Figure 2.

Role of clock genes in leukemic transformation. The CLOCK-BMAL1 complex promotes the expression of clock genes and changes in the circadian clock. Furthermore, at high expression levels, CLOCK-BMAL1 can directly affect Wee1, which phosphorylates CDK1/cyclin B, interfering at the cell cycle transition from the G2 to the M phase. In addition, some circadian clock genes were reported at low levels, represented in yellow as PER, which altered the expression of cMyc, which is closely linked to cyclin D1. This also happens with NAPS2, which affects cMyc-Cyclin D1, leaving it overactivated. Cry1 presents a low-level expression that directly affects the expression of p21 and pro-inflammatory cytokines such as TNF-α and IL-6. Also at low expression levels, Cry2 can affect cMyc expression, which again supports its overactivity.
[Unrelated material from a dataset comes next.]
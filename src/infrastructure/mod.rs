//! Storage adapters implementing the domain ports.

pub mod in_memory;
#[cfg(feature = "storage-rocksdb")]
pub mod rocksdb;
In addition, Cry2 also affects p53 expression. Low levels of REV-ERBα and PPARα can also be correlated with changes in p21 expression. Furthermore, the REV-ERBα gene can also inhibit the cell cycle transition from the G1 to the S phase. The SHARP1 at high expression levels, as represented in green, has a correlation with the negative expression of CLOCK-BMAL1. The TIMELESS gene is also an important molecular biomarker, which—according to the studies—can present a high or low expression, participate in cell cycle checkpoints, and regulate Chk1 and Chk2, so it can cause an interruption in the G0 and G1 phases of the cell cycle. Finally, another gene that was shown to be at high and low levels was the CKIε gene, which—at its high levels—plays a role in the phosphorylation of the PER gene. Created with BioRender.com.